Exercise inputs below:

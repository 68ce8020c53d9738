#![deny(unused_variables)]

pub mod config;
pub mod error;
pub mod filters;
pub mod http;
pub mod outcome;
pub mod retry;
pub mod traits;
pub mod types;

pub use error::{Error, Result};
pub use outcome::{DegradeReason, Outcome};
use firmsearch_core::types::{Suggestion, SuggestionSource};
use firmsearch_suggest::scoring::{facet_score, rank, text_match_score, NO_MATCH_SCORE};
use proptest::prelude::*;

#[test]
fn match_kinds_score_as_expected() {
    assert_eq!(text_match_score("acme", "ACME"), 1.0);
    assert!((text_match_score("acme", "acme corp") - 0.85).abs() < 1e-6);
    assert!((text_match_score("corp", "acme corp") - 0.65).abs() < 1e-6);
    assert_eq!(text_match_score("acme", "globex"), NO_MATCH_SCORE);
}

#[test]
fn long_candidates_keep_match_kind_order() {
    let filler = "x".repeat(200);
    let prefix = text_match_score("acme", &format!("acme{filler}"));
    let inner = text_match_score("acme", &format!("{filler}acme"));

    assert!(prefix > inner, "{prefix} vs {inner}");
    assert!(inner > NO_MATCH_SCORE, "{inner}");
    assert!((prefix - 0.12).abs() < 1e-6);
    assert!((inner - 0.11).abs() < 1e-6);
}

#[test]
fn popular_facets_outrank_rare_ones() {
    assert!(facet_score("soft", "software", 5000) > facet_score("soft", "software", 10));
    assert_eq!(facet_score("soft", "software", 1000), facet_score("soft", "software", 1_000_000));
}

#[test]
fn rank_sorts_descending_and_truncates() {
    let mut items: Vec<Suggestion> = [0.2_f32, 0.9, 0.5, 0.9]
        .iter()
        .enumerate()
        .map(|(i, s)| Suggestion::new(i.to_string(), SuggestionSource::Company, *s, ""))
        .collect();
    rank(&mut items, 3);

    let texts: Vec<&str> = items.iter().map(|s| s.text.as_str()).collect();
    assert_eq!(texts, vec!["1", "3", "2"]);
}

proptest! {
    #[test]
    fn prefix_beats_substring_beats_nothing(
        query in "[a-z]{2,8}",
        tail in "[a-z]{1,15}",
        head in "[0-9]{1,15}",
    ) {
        let exact = text_match_score(&query, &query);
        let prefix = text_match_score(&query, &format!("{query}{tail}"));
        let inner = text_match_score(&query, &format!("{head}{query}"));

        prop_assert_eq!(exact, 1.0);
        prop_assert!(exact > prefix);
        prop_assert!(prefix > inner);
        prop_assert!(inner > NO_MATCH_SCORE);
    }

    #[test]
    fn scores_stay_in_unit_range(query in "\\PC{0,12}", candidate in "\\PC{0,40}") {
        let score = text_match_score(&query, &candidate);
        prop_assert!((NO_MATCH_SCORE..=1.0).contains(&score));
    }
}
//! Explicit result of a call to an optional collaborator.
//!
//! Backends that the search pipeline can live without report back through
//! [`Outcome`] instead of an error, so callers decide how to degrade.

use std::fmt;

use serde::{Deserialize, Serialize};

use crate::error::Error;

/// Why a collaborator could not deliver.
#[derive(Debug, Clone, PartialEq, Eq, Serialize, Deserialize)]
#[serde(tag = "kind", content = "detail", rename_all = "snake_case")]
pub enum DegradeReason {
    Timeout,
    Unreachable(String),
    UpstreamStatus(u16),
    Malformed(String),
    NoEmbedding,
    Unconfigured,
}

impl fmt::Display for DegradeReason {
    fn fmt(&self, f: &mut fmt::Formatter<'_>) -> fmt::Result {
        match self {
            DegradeReason::Timeout => write!(f, "timed out"),
            DegradeReason::Unreachable(msg) => write!(f, "unreachable: {msg}"),
            DegradeReason::UpstreamStatus(code) => write!(f, "upstream status {code}"),
            DegradeReason::Malformed(msg) => write!(f, "malformed response: {msg}"),
            DegradeReason::NoEmbedding => write!(f, "no embedding produced"),
            DegradeReason::Unconfigured => write!(f, "not configured"),
        }
    }
}

impl From<&Error> for DegradeReason {
    fn from(e: &Error) -> Self {
        match e {
            Error::Timeout(_) => DegradeReason::Timeout,
            Error::Transport(msg) => DegradeReason::Unreachable(msg.clone()),
            Error::UpstreamStatus(code) => DegradeReason::UpstreamStatus(*code),
            Error::Malformed(msg) => DegradeReason::Malformed(msg.clone()),
            Error::InvalidConfig(_) => DegradeReason::Unconfigured,
            Error::InvalidRequest(msg) | Error::Internal(msg) => {
                DegradeReason::Unreachable(msg.clone())
            }
        }
    }
}

#[derive(Debug, Clone, PartialEq)]
pub enum Outcome<T> {
    Success(T),
    Degraded(DegradeReason),
    /// The collaborator answered but had nothing to offer.
    Empty,
}

impl<T> Outcome<T> {
    pub fn from_result(result: crate::Result<T>) -> Self {
        match result {
            Ok(value) => Outcome::Success(value),
            Err(e) => Outcome::Degraded(DegradeReason::from(&e)),
        }
    }

    pub fn success(self) -> Option<T> {
        match self {
            Outcome::Success(value) => Some(value),
            _ => None,
        }
    }

    /// The reason a caller should report when this outcome is not a success.
    pub fn shortfall(&self) -> Option<DegradeReason> {
        match self {
            Outcome::Success(_) => None,
            Outcome::Degraded(reason) => Some(reason.clone()),
            Outcome::Empty => Some(DegradeReason::NoEmbedding),
        }
    }
}
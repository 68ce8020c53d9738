use std::sync::Arc;

use clap::{Parser, Subcommand};
use firmsearch_core::config::Config;
use firmsearch_core::filters::FilterSet;
use firmsearch_core::types::{SearchMode, SuggestionSource};
use firmsearch_hybrid::{ComprehensiveSearchRequest, LexicalSearchRequest, SearchService};
use firmsearch_suggest::Autosuggest;
use firmsearch_text::{LexicalBackend, SolrClient};
use serde::Serialize;
use tracing::debug;
use tracing_subscriber::EnvFilter;

#[derive(Parser)]
#[command(name = "firmsearch", version, about = "Company search: query understanding, autosuggest and hybrid retrieval")]
struct Cli {
    #[command(subcommand)]
    command: Command,
}

#[derive(Subcommand)]
enum Command {
    /// Detect industries and locations in a query and show the filters they imply
    Parse { query: String },
    /// Ranked completions from company names, facets and templates
    Suggest {
        query: String,
        #[arg(long, default_value_t = 10)]
        max: usize,
        /// Only one source: companies, industries, locations or templates
        #[arg(long)]
        source: Option<SuggestionSource>,
    },
    /// Lexical, semantic or hybrid search with query understanding
    Search {
        query: Option<String>,
        #[arg(long, default_value = "lexical")]
        mode: String,
        /// Caller filters as a JSON object; malformed JSON is ignored
        #[arg(long)]
        filters: Option<String>,
        #[arg(long = "facet")]
        facet_fields: Vec<String>,
        #[arg(long)]
        sort_field: Option<String>,
        #[arg(long)]
        sort_direction: Option<String>,
        #[arg(long, default_value_t = 0)]
        page: usize,
        #[arg(long, default_value_t = 10)]
        page_size: usize,
        #[arg(long = "field")]
        return_fields: Vec<String>,
    },
    /// Lexical search over fixed company filters
    Find {
        query: Option<String>,
        #[arg(long)]
        industry: Vec<String>,
        /// Large, Medium or Small
        #[arg(long)]
        size: Vec<String>,
        #[arg(long)]
        country: Option<String>,
        #[arg(long)]
        city: Option<String>,
        #[arg(long)]
        founded_from: Option<i64>,
        #[arg(long)]
        founded_to: Option<i64>,
        #[arg(long = "tag")]
        tags: Vec<String>,
        /// name, size or relevance
        #[arg(long, default_value = "relevance")]
        sort: String,
        #[arg(long, default_value_t = 0)]
        page: usize,
        #[arg(long, default_value_t = 10)]
        page_size: usize,
        #[arg(long = "facet")]
        facet_fields: Vec<String>,
        #[arg(long, default_value_t = 10)]
        facet_limit: i64,
    },
}

fn print_json<T: Serialize>(value: &T) -> anyhow::Result<()> {
    println!("{}", serde_json::to_string_pretty(value)?);
    Ok(())
}

#[tokio::main]
async fn main() -> anyhow::Result<()> {
    tracing_subscriber::fmt()
        .with_env_filter(EnvFilter::try_from_default_env().unwrap_or_else(|_| EnvFilter::new("info")))
        .with_writer(std::io::stderr)
        .init();

    let cli = Cli::parse();
    let config = Config::load().map_err(|e| { eprintln!("Error loading config: {}", e); e })?;
    let settings = config.settings()?;
    debug!("Loaded {} settings", config.env_name());

    let backend: Arc<dyn LexicalBackend> = Arc::new(SolrClient::new(&settings.lexical, settings.retry)?);
    let service = SearchService::from_settings(backend.clone(), &settings)?;

    match cli.command {
        Command::Parse { query } => {
            let parsed = service.parse_query(&query);
            let filters = service.understanding().build_filters(&parsed);
            print_json(&serde_json::json!({ "parsed": parsed, "filters": filters }))?;
        }
        Command::Suggest { query, max, source } => {
            let autosuggest = Autosuggest::with_backend(backend, &settings.lexical, service.understanding().clone());
            let bundle = autosuggest.get_autosuggestions(&query, max).await;
            match source {
                Some(source) => print_json(&bundle.only(source))?,
                None => print_json(&bundle)?,
            }
        }
        Command::Search { query, mode, filters, facet_fields, sort_field, sort_direction, page, page_size, return_fields } => {
            let request = ComprehensiveSearchRequest {
                query,
                filters: filters.as_deref().map(FilterSet::parse_lenient).unwrap_or_default(),
                facet_fields,
                sort_field,
                sort_direction,
                page,
                page_size,
                return_fields,
                search_type: Some(SearchMode::from_name(&mode).as_str().to_string()),
            };
            print_json(&service.comprehensive_search(&request).await?)?;
        }
        Command::Find {
            query,
            industry,
            size,
            country,
            city,
            founded_from,
            founded_to,
            tags,
            sort,
            page,
            page_size,
            facet_fields,
            facet_limit,
        } => {
            let request = LexicalSearchRequest {
                query,
                industry,
                size,
                country,
                city,
                founding_year_from: founded_from,
                founding_year_to: founded_to,
                tags,
                sort: Some(sort),
                page,
                page_size,
                facet_fields,
                facet_limit: Some(facet_limit),
            };
            print_json(&service.search(&request).await?)?;
        }
    }
    Ok(())
}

End of Exercise inputs.

Work instructions ▸
Could you state how many lines above include the word "Degraded"? Reply with that number alone.

Task solution ▸
3